At Handshake, Communities (or Employee Resource Groups) are ingrained in the company culture. Our communities provide a sense of belonging for employees, a place where they can be themselves and know that no matter what, they are enough.
La Familia includes anyone connected to the Hispanic-Latiné Diaspora. While members of this group have plenty of shared experiences and culture, they also come from very different places and have different stories about how they arrived at Handshake. In a way, they are as alike as they are different, showcasing the diversity that exists even in the community.
Language is one of those areas where you see this come to life. Members of La Familia may speak Spanish as a first language or only know conversational Spanish; some members have never learned Spanish. Some immigrated or grew up in predominantly Latiné neighborhoods, while others were raised in suburbs where they were the only Hispanic family on the block.
Stephanie Wharton, Manager of DEI Recruiting at Handshake, had this experience in her household. Her family moved to the U.S. from the Dominican Republic when she was just three years old, so she remembers very little about their life there. But her older sisters were in middle school and remembered that part of their childhood well. This made for a sort of “bicultural upbringing,” as Stephanie explained it.
As a co-leader of La Familia, Stephanie feels responsible for creating a safe space for all members, fostering an environment of learning, being vulnerable and transparent about her own experiences, and providing opportunities for members to bond and have fun.
Stephanie shares this responsibility with her co-leader, Ulises Giacoman, a Senior iOS Engineer at Handshake. His first role at Handshake was only his second job out of college, and as the third iOS engineer hired, he was part of building the foundations of the mobile team. He was also part of building La Familia and the culture of Communities at Handshake. When he first started at the company in late 2017, there were no Employee Resource Groups. La Familia was one of the first ERGs founded, and it’s still thriving.
Ulises and Stephanie work to provide a safe space for members to educate each other about their shared but unique cultural identities. “In America, we have these labels – Hispanic, Latino, Latinx, Latiné,” said Ulises. “Each label represents a community, and that’s who we are. But within these communities, there are a lot of different identities. There are differences in the way we think and our political views. And people outside of these communities may not understand these nuances.”
Knowing there are many perspectives at the table, the members of La Familia focus on listening and supporting one another. Even if they can’t always relate to each other’s experiences, they understand the value of empathy and support.
Through their events and programming, La Familia provides members with a space to discuss these nuances and educate the larger Handshake community.
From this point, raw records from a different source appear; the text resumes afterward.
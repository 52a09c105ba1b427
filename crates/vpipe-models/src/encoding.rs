//! Rendition ladder and encoding configuration.

use serde::{Deserialize, Serialize};

use crate::video::Orientation;

/// Default video codec (H.264)
pub const DEFAULT_VIDEO_CODEC: &str = "libx264";
/// Default audio codec
pub const DEFAULT_AUDIO_CODEC: &str = "aac";
/// Default encoding preset
pub const DEFAULT_PRESET: &str = "veryfast";
/// Default HLS segment duration in seconds
pub const DEFAULT_SEGMENT_SECONDS: u32 = 6;
/// Codec string advertised in the master playlist (H.264 High 4.0 + AAC-LC)
pub const HLS_CODECS: &str = "avc1.640028,mp4a.40.2";

/// Thumbnail generation settings
pub const THUMBNAIL_SCALE_WIDTH: u32 = 480;
pub const DEFAULT_THUMBNAIL_OFFSET_SECS: f64 = 2.0;

/// Master playlist file name
pub const MASTER_PLAYLIST_NAME: &str = "master.m3u8";
/// Per-tier playlist file name
pub const TIER_PLAYLIST_NAME: &str = "index.m3u8";
/// Thumbnail file name
pub const THUMBNAIL_NAME: &str = "thumbnail.jpg";

/// One resolution/bitrate variant of the ladder.
#[derive(Debug, Clone, PartialEq, Eq, Serialize, Deserialize)]
pub struct RenditionTier {
    /// Tier name, also the output sub-directory (e.g. "720p")
    pub name: String,
    /// Bounding box width for landscape sources
    pub max_width: u32,
    /// Bounding box height for landscape sources
    pub max_height: u32,
    /// Target video bitrate in kbit/s
    pub video_kbps: u32,
    /// Peak video bitrate in kbit/s
    pub maxrate_kbps: u32,
    /// Rate control buffer in kbit
    pub bufsize_kbps: u32,
    /// Audio bitrate in kbit/s
    pub audio_kbps: u32,
}

impl RenditionTier {
    pub fn new(name: impl Into<String>, max_width: u32, max_height: u32, video_kbps: u32, audio_kbps: u32) -> Self {
        Self {
            name: name.into(),
            max_width,
            max_height,
            video_kbps,
            maxrate_kbps: video_kbps * 107 / 100,
            bufsize_kbps: video_kbps * 3 / 2,
            audio_kbps,
        }
    }

    /// The three-tier default ladder, highest first.
    pub fn default_ladder() -> Vec<RenditionTier> {
        vec![
            RenditionTier::new("1080p", 1920, 1080, 5000, 128),
            RenditionTier::new("720p", 1280, 720, 2800, 128),
            RenditionTier::new("480p", 854, 480, 1400, 96),
        ]
    }

    /// Pick tiers from the default ladder by name, e.g. `"1080p,480p"`.
    ///
    /// Unknown names are ignored. Returns `None` when nothing matches.
    pub fn select_from_default(names: &str) -> Option<Vec<RenditionTier>> {
        let wanted: Vec<&str> = names.split(',').map(str::trim).filter(|s| !s.is_empty()).collect();
        let ladder: Vec<RenditionTier> = Self::default_ladder()
            .into_iter()
            .filter(|tier| wanted.contains(&tier.name.as_str()))
            .collect();
        if ladder.is_empty() {
            None
        } else {
            Some(ladder)
        }
    }

    /// Bandwidth advertised in the master playlist, in bits per second.
    pub fn bandwidth(&self) -> u64 {
        (self.maxrate_kbps as u64 + self.audio_kbps as u64) * 1000
    }

    /// Average bandwidth advertised in the master playlist, in bits per second.
    pub fn average_bandwidth(&self) -> u64 {
        (self.video_kbps as u64 + self.audio_kbps as u64) * 1000
    }

    /// Output dimensions for a source with the given display dimensions.
    ///
    /// Portrait sources are fitted into the transposed box. The source is
    /// never upscaled and both dimensions are rounded down to even numbers.
    pub fn output_dimensions(&self, src_width: u32, src_height: u32) -> (u32, u32) {
        if src_width == 0 || src_height == 0 {
            return (even(self.max_width), even(self.max_height));
        }

        let (box_w, box_h) = match Orientation::from_dimensions(src_width, src_height) {
            Orientation::Landscape => (self.max_width, self.max_height),
            Orientation::Portrait => (self.max_height, self.max_width),
        };

        if src_width <= box_w && src_height <= box_h {
            return (even(src_width), even(src_height));
        }

        let (sw, sh, bw, bh) = (src_width as u64, src_height as u64, box_w as u64, box_h as u64);
        let (w, h) = if bw * sh <= bh * sw {
            (bw, sh * bw / sw)
        } else {
            (sw * bh / sh, bh)
        };
        (even(w as u32), even(h as u32))
    }
}

/// Tiers worth encoding for a source, in ladder order.
///
/// Tiers that fit the source to the same dimensions collapse into the last
/// of them, so a small source gets one variant per distinct resolution at
/// the lowest bitrate that reaches it.
pub fn fit_ladder(ladder: &[RenditionTier], src_width: u32, src_height: u32) -> Vec<RenditionTier> {
    let dims: Vec<(u32, u32)> = ladder
        .iter()
        .map(|tier| tier.output_dimensions(src_width, src_height))
        .collect();
    ladder
        .iter()
        .enumerate()
        .filter(|(i, _)| !dims[i + 1..].contains(&dims[*i]))
        .map(|(_, tier)| tier.clone())
        .collect()
}

fn even(v: u32) -> u32 {
    (v & !1).max(2)
}

/// Encoder settings shared by every tier.
#[derive(Debug, Clone, Serialize, Deserialize)]
pub struct EncodingProfile {
    /// Video codec (e.g., "libx264")
    #[serde(default = "default_video_codec")]
    pub codec: String,

    /// Encoding preset (e.g., "veryfast", "medium")
    #[serde(default = "default_preset")]
    pub preset: String,

    /// Audio codec
    #[serde(default = "default_audio_codec")]
    pub audio_codec: String,

    /// HLS segment duration in seconds
    #[serde(default = "default_segment_seconds")]
    pub segment_seconds: u32,
}

fn default_video_codec() -> String {
    DEFAULT_VIDEO_CODEC.to_string()
}
fn default_preset() -> String {
    DEFAULT_PRESET.to_string()
}
fn default_audio_codec() -> String {
    DEFAULT_AUDIO_CODEC.to_string()
}
fn default_segment_seconds() -> u32 {
    DEFAULT_SEGMENT_SECONDS
}

impl Default for EncodingProfile {
    fn default() -> Self {
        Self {
            codec: DEFAULT_VIDEO_CODEC.to_string(),
            preset: DEFAULT_PRESET.to_string(),
            audio_codec: DEFAULT_AUDIO_CODEC.to_string(),
            segment_seconds: DEFAULT_SEGMENT_SECONDS,
        }
    }
}

impl EncodingProfile {
    pub fn with_preset(mut self, preset: impl Into<String>) -> Self {
        self.preset = preset.into();
        self
    }

    pub fn with_segment_seconds(mut self, seconds: u32) -> Self {
        self.segment_seconds = seconds.max(1);
        self
    }

    /// Keyframe interval in frames so every segment starts on an IDR frame.
    pub fn gop_frames(&self, fps: f64) -> u32 {
        let fps = if fps.is_finite() && fps > 0.0 { fps } else { 30.0 };
        ((fps * self.segment_seconds as f64).round() as u32).max(1)
    }

    /// FFmpeg video arguments for one tier (capped VBR).
    pub fn video_args(&self, tier: &RenditionTier, fps: f64) -> Vec<String> {
        let gop = self.gop_frames(fps).to_string();
        vec![
            "-c:v".to_string(),
            self.codec.clone(),
            "-preset".to_string(),
            self.preset.clone(),
            "-profile:v".to_string(),
            "high".to_string(),
            "-b:v".to_string(),
            format!("{}k", tier.video_kbps),
            "-maxrate".to_string(),
            format!("{}k", tier.maxrate_kbps),
            "-bufsize".to_string(),
            format!("{}k", tier.bufsize_kbps),
            "-g".to_string(),
            gop.clone(),
            "-keyint_min".to_string(),
            gop,
            "-sc_threshold".to_string(),
            "0".to_string(),
            "-pix_fmt".to_string(),
            "yuv420p".to_string(),
        ]
    }

    /// FFmpeg audio arguments for one tier.
    pub fn audio_args(&self, tier: &RenditionTier) -> Vec<String> {
        vec![
            "-c:a".to_string(),
            self.audio_codec.clone(),
            "-b:a".to_string(),
            format!("{}k", tier.audio_kbps),
            "-ac".to_string(),
            "2".to_string(),
        ]
    }
}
For example, Stephanie and Ulises host monthly chats they call Cafecito, or “little coffee.” These are virtual conversations with no agenda or expectations. Stephanie recalls a particularly engaging Cafecito where members discussed the weddings they had been to across all of their countries of origin and how fun it was to learn about different cultural traditions.
When La Familia comes together as a virtual group, Stephanie and Ulises feel it’s important to develop new ways to keep everyone engaged. Earlier this year, the co-leads created Cafecito merch for all the members to bring them together. Members received their packages with SWAG, like mugs, stickers, and candles in the mail. Now when they meet via Zoom, they all raise their Cafecito mugs and say, “¡Salud!”. It’s a simple reminder that they are all a part of this amazing group and that no matter their background or history, they all belong.
Some group discussions are more serious, such as bonding over what it’s like to be first generation and the expectations of some immigrant parents – an experience that can be rich but also uniquely challenging and hard at times for others to understand. Discussions like these can be used as an opportunity to inspire future programming for the wider community.
Just as important as fostering a sense of belonging within the group is providing educational opportunities for everyone in the company, such as those organized during this year’s Hispanic Heritage Month (September 15 – October 15). La Familia invited Juan Felipe Herrera, a former U.S. and California Poet Laureate, to do a poetry reading, fireside chat, and Q&A session for the larger Handshake community.
The group also planned three events just for members. The first was a virtual happy hour, and card game focused on Hispanic culture to give everyone a chance to cut loose and relax. They also planned a separate event for members that encouraged more serious conversations around their identities and who they are within the community. Lastly, the community hosted a Latiné Flow Yoga, facilitated by certified Yoga instructor and La Familia member Miranda Ordoñez.
So whether it’s language, geography, food, culture, music, traditions, or events, La Familia is a community that brings people together. It is this diversity that makes the group so rich and vibrant. And as Handshake continues to grow, Stephanie and Ulises look forward to welcoming new members to join their dynamic community.